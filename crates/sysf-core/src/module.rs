use crate::{ElabError, Term, Type};
use smol_str::SmolStr;
use std::collections::{BTreeMap, HashMap, HashSet};
use std::rc::Rc;
use sysf_lexer::Span;

// ── Declarations ──────────────────────────────────────────────────

#[derive(Debug, Clone, PartialEq)]
pub enum Declaration {
    Data(DataDeclaration),
    Term(TermDeclaration),
    PrimType(SmolStr),
    PrimOp { name: SmolStr, ty: Type },
}

#[derive(Debug, Clone, PartialEq)]
pub struct DataDeclaration {
    pub name: SmolStr,
    pub type_params: Vec<SmolStr>,
    pub constructors: Vec<ConstructorDef>,
}

#[derive(Debug, Clone, PartialEq)]
pub struct ConstructorDef {
    pub name: SmolStr,
    pub args: Vec<Type>,
}

impl DataDeclaration {
    /// `T p1 ... pn`
    pub fn result_type(&self) -> Type {
        Type::constructor(
            self.name.clone(),
            self.type_params.iter().cloned().map(Type::Var).collect(),
        )
    }

    /// `forall p1 ... pn. arg1 -> ... -> argk -> T p1 ... pn`
    pub fn constructor_type(&self, constructor: &ConstructorDef) -> Type {
        Type::foralls(
            &self.type_params,
            Type::arrows(constructor.args.iter().cloned(), self.result_type()),
        )
    }

    /// True when every constructor is nullary, so a value is just a tag.
    pub fn is_enumeration(&self) -> bool {
        self.constructors.iter().all(|c| c.args.is_empty())
    }
}

#[derive(Debug, Clone, PartialEq)]
pub struct TermDeclaration {
    pub name: SmolStr,
    pub type_annotation: Option<Type>,
    pub body: Rc<Term>,
    pub pragma: BTreeMap<SmolStr, String>,
    pub docstring: Option<String>,
    pub param_docstrings: Vec<(SmolStr, String)>,
    pub span: Span,
}

/// Metadata recorded for a declaration carrying the `LLM` pragma. Its body
/// has been replaced by `PrimOp("llm.<name>")`.
#[derive(Debug, Clone, PartialEq)]
pub struct LlmFunction {
    pub name: SmolStr,
    pub docstring: Option<String>,
    pub param_docstrings: Vec<(SmolStr, String)>,
    pub model: Option<String>,
    pub temperature: Option<f64>,
    pub param_type: Type,
    pub return_type: Type,
}

impl LlmFunction {
    pub fn primitive_name(&self) -> SmolStr {
        llm_primitive_name(&self.name)
    }
}

pub const LLM_PREFIX: &str = "llm.";

pub fn llm_primitive_name(name: &str) -> SmolStr {
    SmolStr::new(format!("{}{}", LLM_PREFIX, name))
}

// ── Module ────────────────────────────────────────────────────────

/// Output of elaboration: core declarations plus the tables the checker and
/// evaluator are seeded from.
#[derive(Debug, Clone, Default)]
pub struct Module {
    pub declarations: Vec<Declaration>,
    /// Every known data type, built-ins included.
    pub data_types: HashMap<SmolStr, DataDeclaration>,
    pub constructor_types: HashMap<SmolStr, Type>,
    /// Annotated (or synthesised) types of term declarations.
    pub global_types: HashMap<SmolStr, Type>,
    /// Types of primitive operations, including `llm.<name>`.
    pub primitive_types: HashMap<SmolStr, Type>,
    pub primitive_type_names: HashSet<SmolStr>,
    pub llm_functions: HashMap<SmolStr, LlmFunction>,
    pub errors: Vec<ElabError>,
    pub warnings: Vec<String>,
}

impl Module {
    pub fn has_errors(&self) -> bool {
        !self.errors.is_empty()
    }

    pub fn term_declarations(&self) -> impl Iterator<Item = &TermDeclaration> {
        self.declarations.iter().filter_map(|d| match d {
            Declaration::Term(t) => Some(t),
            _ => None,
        })
    }

    pub fn term_declaration(&self, name: &str) -> Option<&TermDeclaration> {
        self.term_declarations().find(|d| d.name == name)
    }

    /// Number of fields a constructor takes.
    pub fn constructor_arity(&self, name: &str) -> Option<usize> {
        let ty = self.constructor_types.get(name)?;
        let (_, body) = ty.split_foralls();
        Some(body.split_arrows().0.len())
    }

    /// The data type that declares `constructor`.
    pub fn data_type_of(&self, constructor: &str) -> Option<&DataDeclaration> {
        self.data_types
            .values()
            .find(|d| d.constructors.iter().any(|c| c.name == constructor))
    }
}

#[cfg(test)]
mod tests {
    use super::*;

    fn list_decl() -> DataDeclaration {
        DataDeclaration {
            name: "List".into(),
            type_params: vec!["a".into()],
            constructors: vec![
                ConstructorDef {
                    name: "Nil".into(),
                    args: vec![],
                },
                ConstructorDef {
                    name: "Cons".into(),
                    args: vec![
                        Type::var("a"),
                        Type::constructor("List", vec![Type::var("a")]),
                    ],
                },
            ],
        }
    }

    #[test]
    fn test_constructor_types() {
        let decl = list_decl();
        assert_eq!(
            decl.constructor_type(&decl.constructors[0]).to_string(),
            "(forall 'a (List 'a))"
        );
        assert_eq!(
            decl.constructor_type(&decl.constructors[1]).to_string(),
            "(forall 'a (-> 'a (List 'a) (List 'a)))"
        );
        assert!(!decl.is_enumeration());
    }

    #[test]
    fn test_constructor_arity_and_owner() {
        let decl = list_decl();
        let mut module = Module::default();
        for c in &decl.constructors {
            module
                .constructor_types
                .insert(c.name.clone(), decl.constructor_type(c));
        }
        module.data_types.insert(decl.name.clone(), decl);
        assert_eq!(module.constructor_arity("Nil"), Some(0));
        assert_eq!(module.constructor_arity("Cons"), Some(2));
        assert_eq!(module.constructor_arity("Leaf"), None);
        assert_eq!(
            module.data_type_of("Cons").map(|d| d.name.as_str()),
            Some("List")
        );
    }

    #[test]
    fn test_llm_primitive_name() {
        assert_eq!(llm_primitive_name("translate"), "llm.translate");
    }
}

□ □ □ □ □

▸ TASK INSTRUCTIONS: Repeat only what lies between the first line of the data and the line containing "pub const LLM_PREFIX: &str", both of those lines included, exactly as it stands.

▸ TASK RESULT:
filename crates/sysf-core/src/module.rs
use crate::{ElabError, Term, Type};
use smol_str::SmolStr;
use std::collections::{BTreeMap, HashMap, HashSet};
use std::rc::Rc;
use sysf_lexer::Span;

// ── Declarations ──────────────────────────────────────────────────

#[derive(Debug, Clone, PartialEq)]
pub enum Declaration {
    Data(DataDeclaration),
    Term(TermDeclaration),
    PrimType(SmolStr),
    PrimOp { name: SmolStr, ty: Type },
}

#[derive(Debug, Clone, PartialEq)]
pub struct DataDeclaration {
    pub name: SmolStr,
    pub type_params: Vec<SmolStr>,
    pub constructors: Vec<ConstructorDef>,
}

#[derive(Debug, Clone, PartialEq)]
pub struct ConstructorDef {
    pub name: SmolStr,
    pub args: Vec<Type>,
}

impl DataDeclaration {
    /// `T p1 ... pn`
    pub fn result_type(&self) -> Type {
        Type::constructor(
            self.name.clone(),
            self.type_params.iter().cloned().map(Type::Var).collect(),
        )
    }

    /// `forall p1 ... pn. arg1 -> ... -> argk -> T p1 ... pn`
    pub fn constructor_type(&self, constructor: &ConstructorDef) -> Type {
        Type::foralls(
            &self.type_params,
            Type::arrows(constructor.args.iter().cloned(), self.result_type()),
        )
    }

    /// True when every constructor is nullary, so a value is just a tag.
    pub fn is_enumeration(&self) -> bool {
        self.constructors.iter().all(|c| c.args.is_empty())
    }
}

#[derive(Debug, Clone, PartialEq)]
pub struct TermDeclaration {
    pub name: SmolStr,
    pub type_annotation: Option<Type>,
    pub body: Rc<Term>,
    pub pragma: BTreeMap<SmolStr, String>,
    pub docstring: Option<String>,
    pub param_docstrings: Vec<(SmolStr, String)>,
    pub span: Span,
}

/// Metadata recorded for a declaration carrying the `LLM` pragma. Its body
/// has been replaced by `PrimOp("llm.<name>")`.
#[derive(Debug, Clone, PartialEq)]
pub struct LlmFunction {
    pub name: SmolStr,
    pub docstring: Option<String>,
    pub param_docstrings: Vec<(SmolStr, String)>,
    pub model: Option<String>,
    pub temperature: Option<f64>,
    pub param_type: Type,
    pub return_type: Type,
}

impl LlmFunction {
    pub fn primitive_name(&self) -> SmolStr {
        llm_primitive_name(&self.name)
    }
}

pub const LLM_PREFIX: &str = "llm.";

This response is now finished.